Lire l’intégralité du discours de Ségolène Royal à Dakar en cliquant ici » Merci, chers amis de votre hospitalité, dont je sais qu’en wolof, elle se dit teranga. Un mot magnifique qui exprime une valeur que, de longue date, les civilisations africaines exaltent.Dans cette salle qui porte son nom, je pense bien sûr à l’œuvre de Léopold Sedar Senghor, à ce qu’il voulut et fit pour pour son pays.Je pense aussi, et votre université porte aujourd’hui son nom, à Cheikh Anta Diop.

Je pourrais vous dire que je suis une amie ancienne et fidèle du peuple sénégalais: mais je vous dirai beaucoup plus : je suis une fille de l’Afrique et une sœur des hommes et des femmes d’ici.

C’est sur votre terre que je suis née, à Ouakam. J’y ai vécu jusqu’à l’âge de deux ans. Je n’en ai pas beaucoup de souvenirs conscients. Mais tout s’est imprimé. Car on garde enfouis en soi les couleurs, les musiques, la chaleur, la lumière, les parfums engrangés dans les premiers jours de sa vie. De cette naissance j’ai toujours ressenti un profond sentiment de fierté. C’est une force d’être une citoyenne du monde et d’avoir toujours le réflexe de regarder ce qui se passe loin de nos frontières et plus loin encore dans l’hémisphère sud. (…)

Nous vivons une époque historique, avec une crise sans précédent faite de drames mais aussi d’opportunités. L’opportunité de nous en sortir en décidant des changements profonds et des valeurs nouvelles qui nous permettront d’inventer le monde d’après, un monde plus humain et plus juste.

L’aménagement à la marge du système actuel ne permettra pas la sortie de crise. Les peuples doivent exiger de leurs gouvernants et de leurs élites qui n’ont su ni anticiper, ni guérir, qu’ils changent de logique.
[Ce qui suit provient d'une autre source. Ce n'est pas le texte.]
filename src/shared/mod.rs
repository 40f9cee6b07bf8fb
pub mod types;
use dioxus::prelude::*;

use crate::shared::types::HistoryRecordDto;
use crate::utils::chart::{
    chronological, line_path, nice_ceiling, plot_points, x_label_indices, y_ticks, ChartLayout,
};
use crate::utils::format::{format_axis_value, format_rupees_fixed, format_time_of_day};

const Y_STEPS: usize = 4;
const MAX_X_LABELS: usize = 6;

#[allow(non_snake_case)]
#[component]
pub fn PriceTrendChart(history: Vec<HistoryRecordDto>) -> Element {
    let points_src = chronological(&history);
    let ids: Vec<i64> = points_src.iter().map(|r| r.id).collect();
    let prices: Vec<f64> = points_src.iter().map(|r| r.predicted_price).collect();
    let times: Vec<String> = points_src
        .iter()
        .map(|r| format_time_of_day(&r.created_at))
        .collect();

    let layout = ChartLayout::default();
    let max_price = prices.iter().cloned().fold(0.0f64, f64::max);
    let y_max = nice_ceiling(max_price);
    let tick_rows: Vec<(f32, String)> = y_ticks(max_price, Y_STEPS)
        .into_iter()
        .map(|t| (layout.y_for(t, y_max), format_axis_value(t)))
        .collect();
    let points = plot_points(&prices, &layout, y_max);
    let d = line_path(&points);
    let x_labels: Vec<(usize, f32, String)> = x_label_indices(points.len(), MAX_X_LABELS)
        .into_iter()
        .map(|i| (i, points[i].0, times[i].clone()))
        .collect();

    // Hovered point index (for tooltip)
    let mut hovered = use_signal(|| Option::<usize>::None);
    let view_box = format!("0 0 {} {}", layout.width, layout.height);
    let baseline = layout.baseline();
    let right_edge = layout.width - layout.right;

    rsx! {
        div { class: "chart",
            svg { class: "chart-svg", view_box: "{view_box}", width: "100%", height: "{layout.height}",
                // Y grid and tick labels
                for (i, (ty, label)) in tick_rows.into_iter().enumerate() {
                    g { key: "y{i}",
                        line { x1: "{layout.left}", y1: "{ty}", x2: "{right_edge}", y2: "{ty}", stroke: "#e5e7eb", stroke_width: "1" }
                        text { x: "{layout.left - 6.0}", y: "{ty + 4.0}", text_anchor: "end", class: "axis-label", "{label}" }
                    }
                }
                // X axis and time-of-day ticks
                line { x1: "{layout.left}", y1: "{baseline}", x2: "{right_edge}", y2: "{baseline}", stroke: "#9ca3af", stroke_width: "1" }
                for (i, lx, label) in x_labels.into_iter() {
                    text { key: "x{i}", x: "{lx}", y: "{baseline + 18.0}", text_anchor: "middle", class: "axis-label", "{label}" }
                }
                path { d: "{d}", fill: "none", stroke: "#2563eb", stroke_width: "2", stroke_linejoin: "round" }
                for (i, ((x, y), id)) in points.iter().copied().zip(ids.iter().copied()).enumerate() {
                    circle {
                        key: "p{i}", "data-id": "{id}", cx: "{x}", cy: "{y}", r: "4", fill: "#2563eb",
                        onmouseenter: move |_| *hovered.write() = Some(i),
                        onmouseleave: move |_| *hovered.write() = None,
                        ontouchstart: move |_| *hovered.write() = Some(i),
                        ontouchend: move |_| *hovered.write() = None,
                    }
                }
                {
                    match *hovered.read() {
                        Some(i) if i < points.len() => {
                            let (x, y) = points[i];
                            let time_label = times[i].clone();
                            let value_label = format_rupees_fixed(prices[i]);
                            let cw = 7.0f32; // approx char width at 11px
                            let tip_w = (time_label.chars().count().max(value_label.chars().count()) as f32) * cw + 16.0;
                            let tip_h = 36.0f32;
                            let tip_x = (x - tip_w / 2.0).clamp(layout.left, (right_edge - tip_w).max(layout.left));
                            let tip_y = (y - 12.0 - tip_h).max(2.0);
                            rsx! { g { key: "tooltip",
                                rect { x: "{tip_x}", y: "{tip_y}", width: "{tip_w}", height: "{tip_h}", rx: "6", fill: "#ffffff", stroke: "#cbd5e1", stroke_width: "1" }
                                text { x: "{tip_x + 8.0}", y: "{tip_y + 15.0}", class: "tooltip-label", "{time_label}" }
                                text { x: "{tip_x + 8.0}", y: "{tip_y + 29.0}", class: "tooltip-value", "{value_label}" }
                            }}
                        }
                        _ => rsx! { Fragment {} },
                    }
                }
            }
        }
    }
}

#[cfg(test)]
mod tests {
    use super::*;
    use crate::dashboard::testing::rec;

    #[test]
    fn plots_one_point_per_record_oldest_first() {
        let history = vec![rec(3, 1, 30.0), rec(2, 1, 20.0), rec(1, 1, 10.0)];
        let html = dioxus_ssr::render_element(rsx! { PriceTrendChart { history } });

        assert_eq!(html.matches("<circle").count(), 3);
        let pos = |id: i64| html.find(&format!("data-id=\"{id}\"")).unwrap();
        assert!(pos(1) < pos(2));
        assert!(pos(2) < pos(3));
    }
}
pub mod chart;
pub mod format;
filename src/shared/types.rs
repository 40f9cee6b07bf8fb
use serde::{Deserialize, Serialize};

#[derive(Debug, Clone, PartialEq, Serialize, Deserialize)]
pub struct PredictionDto {
    pub predicted_price: f64,
}

#[derive(Debug, Clone, PartialEq, Serialize, Deserialize)]
pub struct HistoryRecordDto {
    pub id: i64,
    pub days_ahead: i32,
    pub predicted_price: f64,
    pub created_at: String, // ISO timestamp as sent by the service
}

/// Result of a prediction request as seen by the view.
#[derive(Debug, Clone, PartialEq, Serialize, Deserialize)]
pub enum PredictOutcome {
    Predicted(PredictionDto),
    Failed { error: Option<String> },
}

/// Body the Prediction Service sends alongside a non-2xx status.
/// Anything else in the body (e.g. `detail`) is not shown to the user.
#[derive(Debug, Clone, Default, Deserialize)]
pub struct ErrorBody {
    #[serde(default)]
    pub error: Option<String>,
}

pub fn extract_error_message(body: &[u8]) -> Option<String> {
    serde_json::from_slice::<ErrorBody>(body)
        .ok()
        .and_then(|b| b.error)
        .filter(|e| !e.is_empty())
}

#[cfg(test)]
mod tests {
    use super::*;

    #[test]
    fn error_field_is_the_message() {
        let body = br#"{"error":"model unavailable","detail":"Prediction failed"}"#;
        assert_eq!(
            extract_error_message(body).as_deref(),
            Some("model unavailable")
        );
    }

    #[test]
    fn detail_without_error_has_no_message() {
        assert_eq!(extract_error_message(br#"{"detail":"Days must be > 0"}"#), None);
        let body = br#"{"detail":[{"loc":["query","days"],"msg":"value is not a valid integer"}]}"#;
        assert_eq!(extract_error_message(body), None);
        assert_eq!(extract_error_message(br#"{"error":""}"#), None);
    }

    #[test]
    fn unparseable_body_has_no_message() {
        assert_eq!(extract_error_message(b"<html>502 Bad Gateway</html>"), None);
        assert_eq!(extract_error_message(b""), None);
        assert_eq!(extract_error_message(b"[]"), None);
    }

    #[test]
    fn prediction_ignores_echoed_fields() {
        let minimal: PredictionDto = serde_json::from_str(r#"{"predicted_price":123.45}"#).unwrap();
        assert_eq!(minimal.predicted_price, 123.45);

        let full: PredictionDto =
            serde_json::from_str(r#"{"days_ahead":7,"predicted_price":99.5,"saved":true}"#).unwrap();
        assert_eq!(full, PredictionDto { predicted_price: 99.5 });
    }

    #[test]
    fn history_record_ignores_extra_fields() {
        let rec: HistoryRecordDto = serde_json::from_str(
            r#"{"id":3,"days_ahead":5,"predicted_price":101.25,"created_at":"2024-05-01T10:20:30.123456","extra":1}"#,
        )
        .unwrap();
        assert_eq!(rec.id, 3);
        assert_eq!(rec.created_at, "2024-05-01T10:20:30.123456");
    }
}
//! Default configuration for CoreDesk.

use std::path::Path;

use crate::error::CoreDeskError;
use crate::models::{CoreDeskConfiguration, Sector, SlaPolicy};

/// Name of the configuration file looked up in the working directory.
pub const CONFIGURATION_FILE_NAME: &str = ".coredesk.yml";

fn sector(id: &str, name: &str, color: &str) -> Sector {
    Sector {
        id: id.to_string(),
        name: name.to_string(),
        color: Some(color.to_string()),
    }
}

/// Return the default configuration.
pub fn default_configuration() -> CoreDeskConfiguration {
    CoreDeskConfiguration {
        sla: SlaPolicy::default(),
        sectors: vec![
            sector("suporte-n1", "Suporte N1", "blue"),
            sector("suporte-n2", "Suporte N2", "cyan"),
            sector("suporte-n3", "Suporte N3", "magenta"),
            sector("desenvolvimento", "Desenvolvimento", "yellow"),
            sector("financeiro", "Financeiro", "green"),
        ],
        tickets_path: None,
    }
}

/// Write the default configuration to disk.
///
/// # Arguments
///
/// * `path` - Path to the .coredesk.yml file.
///
/// # Errors
///
/// Returns `CoreDeskError::Io` if writing fails.
pub fn write_default_configuration(path: &Path) -> Result<(), CoreDeskError> {
    let configuration = default_configuration();
    let contents = serde_yaml::to_string(&configuration)
        .map_err(|error| CoreDeskError::Io(error.to_string()))?;
    std::fs::write(path, contents).map_err(|error| CoreDeskError::Io(error.to_string()))
}
//! CoreDesk ticket rules engine.

pub mod board;
pub mod bulk;
pub mod cli;
pub mod config;
pub mod config_loader;
pub mod dashboard;
pub mod error;
pub mod fixtures;
pub mod ids;
pub mod local_storage;
pub mod models;
pub mod queries;
pub mod repository;
pub mod session;
pub mod sla;
pub mod ticket_display;
pub mod ticket_line;
pub mod ticket_update;
pub mod timestamps;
Partout les peuples se révoltent. Il n’y aura pas de paix sans justice. Et il n’y aura pas de justice sans respect. La finance doit impérativement être mise au service de l’économie réelle et l’économie réelle au service des hommes et des femmes.

Une crise écologique sans précédent menace notre survie. Depuis 2000, le nombre de personnes touchées par des catastrophes naturelles a triplé. D’ici 2040 un milliard de personnes seront contraintes à se déplacer, victimes de la sécheresse, de l’appauvrissement des sols, de la hausse du niveau de la mer. La plupart seront originaires des pays en développement et du continent africain en particulier. Les forêts denses de ce continent sont menacées par la surexploitation des sols et par une agriculture intensive destinée non pas à nourrir les peuples mais aux seules exportations. En 2025, 750 millions de personnes vivront dans des zones désertiques. Aujourd’hui déjà, seule la moitié de la population africaine a accès à l’eau potable.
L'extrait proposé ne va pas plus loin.